Stored items from a collection
___
//! Monitoring session model
//!
//! A session is one instance of monitoring at one scheduled time. It
//! exclusively owns its plate exposures and negative-control storage
//! record; an incubation batch is only ever referenced back by id.

use chrono::{DateTime, Local, NaiveDate};
use emtrack_util::{BatchId, PlateId, PlateRole, PointId, ScheduleId, SessionId};
use serde::{Deserialize, Serialize};

use crate::ActivityStatus;

/// Culture media type
#[derive(Debug, Clone, Copy, PartialEq, Eq, Serialize, Deserialize)]
pub enum MediaType {
    #[serde(rename = "TSA")]
    Tsa,
    #[serde(rename = "SDA")]
    Sda,
}

impl MediaType {
    /// Lot-number prefix for this media type
    pub fn code(&self) -> &'static str {
        match self {
            MediaType::Tsa => "TSA",
            MediaType::Sda => "SDA",
        }
    }
}

/// A media lot as registered in the lot inventory, with its QC results
#[derive(Debug, Clone, Serialize, Deserialize)]
pub struct MediaLot {
    pub lot_number: String,
    pub media_type: MediaType,
    pub expiry_date: NaiveDate,
    pub gpt_passed: bool,
    pub gpt_date: NaiveDate,
    pub sterility_passed: bool,
    pub sterility_date: NaiveDate,
}

/// A generated sample plate bound to its sampling point
#[derive(Debug, Clone, PartialEq, Eq, Serialize, Deserialize)]
pub struct PlateAssignment {
    pub plate_id: PlateId,
    pub point_id: PointId,
}

/// Recorded when media verification succeeds
#[derive(Debug, Clone, Serialize, Deserialize)]
pub struct StartDetails {
    pub actual_start_time: DateTime<Local>,
    pub lot: MediaLot,
    pub verified_by: String,
    pub sample_plates: Vec<PlateAssignment>,
    pub negative_control_plates: Vec<PlateId>,
}

/// Storage metadata for the session's negative-control plates
#[derive(Debug, Clone, Serialize, Deserialize)]
pub struct NegativeControlStorage {
    pub storage_time: DateTime<Local>,
    pub location: String,
    pub stored_by: String,
    pub temperature: f64,
}

/// Closed outcome type for one plate exposure.
///
/// A plate reaches exactly one terminal outcome; invalid flag combinations
/// (skipped and damaged, ended without started) are unrepresentable.
#[derive(Debug, Clone, PartialEq, Eq, Serialize, Deserialize)]
#[serde(tag = "state", rename_all = "snake_case")]
pub enum ExposureOutcome {
    Pending,
    Started {
        started_at: DateTime<Local>,
    },
    EndedNormal {
        started_at: DateTime<Local>,
        ended_at: DateTime<Local>,
    },
    EndedEarly {
        started_at: DateTime<Local>,
        ended_at: DateTime<Local>,
        reason: String,
    },
    Skipped {
        reason: String,
    },
    Damaged {
        reason: String,
    },
}

impl ExposureOutcome {
    /// True once the plate can take no further exposure action
    pub fn is_terminal(&self) -> bool {
        !matches!(self, ExposureOutcome::Pending | ExposureOutcome::Started { .. })
    }

    /// True when the plate was exposed and survives to incubation
    pub fn yields_plate(&self) -> bool {
        matches!(
            self,
            ExposureOutcome::EndedNormal { .. } | ExposureOutcome::EndedEarly { .. }
        )
    }

    pub fn started_at(&self) -> Option<DateTime<Local>> {
        match self {
            ExposureOutcome::Started { started_at }
            | ExposureOutcome::EndedNormal { started_at, .. }
            | ExposureOutcome::EndedEarly { started_at, .. } => Some(*started_at),
            _ => None,
        }
    }

    pub fn ended_at(&self) -> Option<DateTime<Local>> {
        match self {
            ExposureOutcome::EndedNormal { ended_at, .. }
            | ExposureOutcome::EndedEarly { ended_at, .. } => Some(*ended_at),
            _ => None,
        }
    }
}

/// One sample plate's exposure record
#[derive(Debug, Clone, Serialize, Deserialize)]
pub struct PlateExposure {
    pub point_id: PointId,
    pub plate_id: PlateId,
    pub outcome: ExposureOutcome,
}

/// Coarse session status for listings
#[derive(Debug, Clone, Copy, PartialEq, Eq, Serialize, Deserialize)]
#[serde(rename_all = "snake_case")]
pub enum SessionStatus {
    Pending,
    InProgress,
    Completed,
}

/// Fine-grained lifecycle phase governing which commands are permitted
#[derive(Debug, Clone, Copy, PartialEq, Eq, Serialize, Deserialize)]
#[serde(rename_all = "snake_case")]
pub enum SessionPhase {
    Pending,
    MediaVerified,
    ControlsStored,
    ExposureInProgress,
    ReadyForIncubation,
    IncubationAssigned,
}

/// One instance of monitoring at one scheduled time
#[derive(Debug, Clone, Serialize, Deserialize)]
pub struct MonitoringSession {
    pub id: SessionId,

    /// Parent schedule, absent for manually created sessions
    pub schedule_id: Option<ScheduleId>,

    pub scheduled_time: DateTime<Local>,

    pub sampling_points: Vec<PointId>,

    pub status: SessionStatus,

    pub phase: SessionPhase,

    /// Snapshot of the schedule's activity status at generation time
    pub activity_status: ActivityStatus,

    pub start_details: Option<StartDetails>,

    pub negative_control_storage: Option<NegativeControlStorage>,

    /// One record per sample plate, initialized at media verification
    pub exposures: Vec<PlateExposure>,

    /// Back-reference only; the batch owns its own state
    pub incubation_batch_id: Option<BatchId>,
}

impl MonitoringSession {
    /// Fresh skeleton as emitted by the schedule expander
    pub fn skeleton(
        id: SessionId,
        schedule_id: Option<ScheduleId>,
        scheduled_time: DateTime<Local>,
        sampling_points: Vec<PointId>,
        activity_status: ActivityStatus,
    ) -> Self {
        Self {
            id,
            schedule_id,
            scheduled_time,
            sampling_points,
            status: SessionStatus::Pending,
            phase: SessionPhase::Pending,
            activity_status,
            start_details: None,
            negative_control_storage: None,
            exposures: Vec::new(),
            incubation_batch_id: None,
        }
    }
}

/// Plate set emitted by a session on hand-off to incubation
#[derive(Debug, Clone, Serialize, Deserialize)]
pub struct PlateHandOff {
    pub session_id: SessionId,
    pub lot_number: String,
    pub plates: Vec<HandOffPlate>,
}

/// One plate within a hand-off
#[derive(Debug, Clone, Serialize, Deserialize)]
pub struct HandOffPlate {
    pub plate_id: PlateId,
    pub role: PlateRole,
}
___
A single figure is required: how many lines above contain the word "exposures".

=== RESPONSE AREA ===
3